45 Prozent aller Tätigkeiten sind automatisierbar
Die Automatisierung wird auch in anderen Sektoren großen Einfluss auf die Beschäftigung haben. Am Flughafen holen sich Passagiere ihre – im Internet gebuchten – Tickets am Automaten, geben ihr Gepäck an einem Schalter ab, an dem kein Mensch mehr sitzt, scannen danach ihren Pass selbständig und fliegen schließlich in Flugzeugen, welche die meiste Zeit vom Autopiloten gesteuert werden. Wenn nur die heute schon verfügbare Technik eingesetzt wird, können 45 Prozent aller Berufstätigkeiten automatisiert werden, hat die Unternehmensberatung McKinsey für die USA errechnet.
Wenn die Spracherkennung und -verarbeitung, die in den vergangenen Jahren rasante Fortschritte gemacht hat, noch etwas besser wird, können weitere 13 Prozent der Tätigkeiten wegfallen, lautet ein Ergebnis der Studie. Was nicht bedeutet, dass die Jobs wegfallen. Weniger als 5 Prozent der betrachteten Arbeitsplätze können mit heutiger Technik komplett automatisiert werden; 60 Prozent der Jobs enthalten etwa ein Drittel an Tätigkeiten, die von Computern oder Robotern erledigt werden können.

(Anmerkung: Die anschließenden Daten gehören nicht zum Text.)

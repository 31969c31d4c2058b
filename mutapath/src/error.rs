//! Error types for the mutapath library.
//!
//! This module provides the error hierarchy for path derivation, configuration
//! and transactional filesystem operations, using `thiserror` for ergonomic
//! error handling.

use std::fmt;
use std::path::PathBuf;

use thiserror::Error;

/// Result type alias for operations that may fail with a mutapath error.
///
/// # Examples
///
/// ```
/// use mutapath::{Error, Result};
///
/// fn example_operation() -> Result<usize> {
///     Ok(3)
/// }
/// ```
pub type Result<T> = std::result::Result<T, Error>;

/// The main error type for the mutapath library.
#[derive(Debug, Error)]
pub enum Error {
    /// An argument was rejected before any work was done.
    #[error("invalid argument '{argument}': {reason}")]
    InvalidArgument {
        /// The offending argument, as given.
        argument: String,
        /// Why the argument was rejected.
        reason: String,
    },

    /// A transactional rename, move or copy failed.
    #[error(transparent)]
    Path(#[from] PathException),

    /// An I/O error occurred.
    #[error("I/O error: {0}")]
    Io(#[from] std::io::Error),

    /// A configuration file could not be parsed.
    #[error("configuration error: {0}")]
    Configuration(#[from] serde_yaml::Error),

    /// A configuration value failed validation.
    #[error("validation error for '{field}': {message}")]
    Validation {
        /// The field that failed validation.
        field: String,
        /// A description of the validation failure.
        message: String,
    },

    /// An advisory lock could not be acquired in time.
    #[error("lock timeout after {millis}ms: {}", lock_file.display())]
    LockTimeout {
        /// The lock sentinel that stayed occupied.
        lock_file: PathBuf,
        /// How long acquisition was attempted.
        millis: u128,
    },

    /// The home directory could not be determined for tilde expansion.
    #[error("cannot determine home directory to expand {}", path.display())]
    HomeDirectoryUnavailable {
        /// The path that needed expansion.
        path: PathBuf,
    },
}

/// The transactional operation that failed.
#[derive(Debug, Clone, Copy, PartialEq, Eq)]
pub enum Operation {
    /// A renaming scope.
    Renaming,
    /// A moving scope.
    Moving,
    /// A copying scope.
    Copying,
}

impl fmt::Display for Operation {
    fn fmt(&self, f: &mut fmt::Formatter<'_>) -> fmt::Result {
        match self {
            Self::Renaming => write!(f, "Renaming"),
            Self::Moving => write!(f, "Moving"),
            Self::Copying => write!(f, "Copying"),
        }
    }
}

/// Why a transactional operation failed.
#[derive(Debug)]
pub enum PathFailure {
    /// The source did not exist when the scope was opened.
    SourceMissing,
    /// The source lock could not be acquired within the timeout.
    SourceLockTimeout,
    /// The target lock could not be acquired within the timeout.
    TargetLockTimeout,
    /// A lock sentinel could not be created for a reason other than
    /// contention.
    LockFailed(std::io::Error),
    /// The target already existed.
    TargetExists,
    /// The operation reported success but its result can not be found.
    MissingAfterOperation,
    /// The underlying filesystem primitive returned an error.
    OperationFailed(std::io::Error),
}

/// A failed rename, move or copy.
///
/// Carries the operation name and both path values so that callers can tell
/// what was attempted and what the owner still points to.
#[derive(Debug, Error)]
pub struct PathException {
    /// The operation that failed.
    pub operation: Operation,
    /// The cause of the failure.
    pub failure: PathFailure,
    /// The path the operation tried to produce (or lock).
    pub attempted: PathBuf,
    /// The path the owner keeps after the failure.
    pub fallback: PathBuf,
}

impl PathException {
    /// Creates a new exception.
    #[must_use]
    pub fn new(
        operation: Operation,
        failure: PathFailure,
        attempted: impl Into<PathBuf>,
        fallback: impl Into<PathBuf>,
    ) -> Self {
        Self {
            operation,
            failure,
            attempted: attempted.into(),
            fallback: fallback.into(),
        }
    }
}

impl fmt::Display for PathException {
    fn fmt(&self, f: &mut fmt::Formatter<'_>) -> fmt::Result {
        let op = self.operation;
        let attempted = self.attempted.display();
        let fallback = self.fallback.display();
        match &self.failure {
            PathFailure::SourceMissing => {
                write!(f, "{op} {fallback} failed because the file does not exist.")
            }
            PathFailure::SourceLockTimeout => {
                write!(f, "{op} {fallback} failed because the file could not be locked.")
            }
            PathFailure::TargetLockTimeout => write!(
                f,
                "{op} {fallback} failed because the target {attempted} could not be locked."
            ),
            PathFailure::LockFailed(err) => write!(
                f,
                "{op} {fallback} failed because {attempted} could not be locked: {err}."
            ),
            PathFailure::TargetExists => write!(
                f,
                "{op} to {attempted} failed because the file already exists. \
                 Falling back to original value {fallback}."
            ),
            PathFailure::MissingAfterOperation => write!(
                f,
                "{op} to {attempted} failed because it can not be found. \
                 Falling back to original value {fallback}."
            ),
            PathFailure::OperationFailed(err) => write!(
                f,
                "{op} to {attempted} failed: {err}. Falling back to original value {fallback}."
            ),
        }
    }
}

impl Error {
    /// Check if error is a transactional path failure.
    ///
    /// # Examples
    ///
    /// ```
    /// use mutapath::error::{Error, Operation, PathException, PathFailure};
    ///
    /// let err: Error =
    ///     PathException::new(Operation::Renaming, PathFailure::TargetExists, "/b", "/a").into();
    /// assert!(err.is_path_exception());
    /// ```
    #[must_use]
    pub fn is_path_exception(&self) -> bool {
        matches!(self, Self::Path(_))
    }

    /// Check if error is a lock timeout, on its own or on either side of a
    /// transactional operation.
    #[must_use]
    pub fn is_lock_timeout(&self) -> bool {
        matches!(
            self,
            Self::LockTimeout { .. }
                | Self::Path(PathException {
                    failure: PathFailure::SourceLockTimeout | PathFailure::TargetLockTimeout,
                    ..
                })
        )
    }

    /// Check if error reports an already existing target.
    #[must_use]
    pub fn is_target_exists(&self) -> bool {
        matches!(
            self,
            Self::Path(PathException {
                failure: PathFailure::TargetExists,
                ..
            })
        )
    }

    /// Check if error is an invalid argument.
    #[must_use]
    pub fn is_invalid_argument(&self) -> bool {
        matches!(self, Self::InvalidArgument { .. })
    }
}
// Configuration language module
// Scanner, parser and typed store for `key = value` config files
//
// Input bytes are scanned into tokens whose text is interned into a string
// pool; the parser turns them into records, and records plus pool form the
// store the application queries by key and expected type.

mod buffer;
mod error;
mod parser;
mod pool;
mod scanner;
mod store;
mod token;
mod value;

pub use buffer::GrowBuffer;
pub use error::{ConfigError, Diagnostic};
pub use parser::Parser;
pub use pool::{PoolOffset, StringPool};
pub use scanner::Scanner;
pub use store::Store;
pub use token::{Token, TokenKind};
pub use value::{Entry, Record, Value, ValueKind, ValueRef};
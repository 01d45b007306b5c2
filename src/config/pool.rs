// String pool module
// Interned lexeme text stored as NUL-terminated runs in one growable buffer

use super::buffer::GrowBuffer;
use super::error::ConfigError;
use memchr::memchr;
use std::str;

/// Byte offset of an interned string inside its [`StringPool`].
///
/// Offsets are only meaningful for the pool that produced them.
#[derive(Debug, Clone, Copy, PartialEq, Eq, Hash)]
pub struct PoolOffset(pub(crate) usize);

impl PoolOffset {
    /// The reserved empty string at the start of every pool
    pub const EMPTY: PoolOffset = PoolOffset(0);

    pub fn get(self) -> usize {
        self.0
    }
}

/// Append-only arena for all key and string-value text of one store.
///
/// Every run is terminated by a NUL byte, so an offset alone identifies a
/// string. Byte 0 is a NUL that stands for the empty string.
#[derive(Debug, Clone)]
pub struct StringPool {
    bytes: GrowBuffer<u8>,
}

impl StringPool {
    pub fn new() -> Result<Self, ConfigError> {
        let mut bytes = GrowBuffer::new();
        bytes.append(0)?;
        Ok(Self { bytes })
    }

    /// Copy `text` into the pool and return the offset of its first byte.
    ///
    /// `text` must not contain NUL; the scanner rejects such input before
    /// anything is interned.
    pub fn intern(&mut self, text: &str) -> Result<PoolOffset, ConfigError> {
        debug_assert!(memchr(0, text.as_bytes()).is_none());
        self.bytes.ensure_capacity(text.len() + 1)?;
        let offset = self.bytes.extend_from_slice(text.as_bytes())?;
        self.bytes.append(0)?;
        Ok(PoolOffset(offset))
    }

    /// Resolve an offset back to its text
    pub fn resolve(&self, offset: PoolOffset) -> Option<&str> {
        let tail = self.bytes.as_slice().get(offset.0..)?;
        let end = memchr(0, tail)?;
        str::from_utf8(&tail[..end]).ok()
    }

    /// Total bytes in use, terminators included
    pub fn len(&self) -> usize {
        self.bytes.len()
    }

    /// True when nothing beyond the reserved empty string was interned
    pub fn is_empty(&self) -> bool {
        self.bytes.len() <= 1
    }
}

Auch Ärzte, Analysten und Anwälte müssen sich umstellen
Ihre Jobs müssen aber nicht nur die Menschen mit geringer Qualifikation und entsprechend niedrigen Einkommen ändern. Vorstandsvorsitzende verschwenden 20 Prozent ihrer Arbeitszeit mit Routinetätigkeiten. Auch die Tätigkeiten von Finanzmanagern, Anwälten oder Ärzten weisen signifikante Anteile auf, die automatisiert werden können. Zum Beispiel wandelt die Software des US-Unternehmens Narrative Science in Sekundenschnelle Rohdaten in Berichte oder sogar Powerpoint-Präsentationen um, wofür Finanzanalysten Tage brauchen. Die Analyse von Standard-Krankheiten anhand von Messwerten erledigen Computer künftig schneller als Ärzte, die dann mehr Zeit für Spezialfälle haben. Die KI-Software von Arago befreit IT-Administratoren von lästigen Instandhaltungsarbeiten und gibt ihnen die Zeit, neue Produkte zu entwickeln. Auch Anwälte können einen Teil ihrer Arbeit, nämlich ähnliche Fälle zu finden, inzwischen gut von Maschinen erledigen lassen (-> Werden Anwälte durch Legal Tech überflüssig?).
Generell gilt: Routine wird mehr und mehr von Maschinen erledigt, Spezialfälle und Neuentwicklungen von Menschen. Der Effekt hebt die Arbeitsproduktivität, da die hochqualifizierten Kräfte sich (endlich) um die echten Probleme kümmern können, statt in Routine gefangen zu sein. Daneben gibt es aber auch eine Reihe von Jobs für Niedrigqualifizierte, die bisher nicht automatisierbar sind.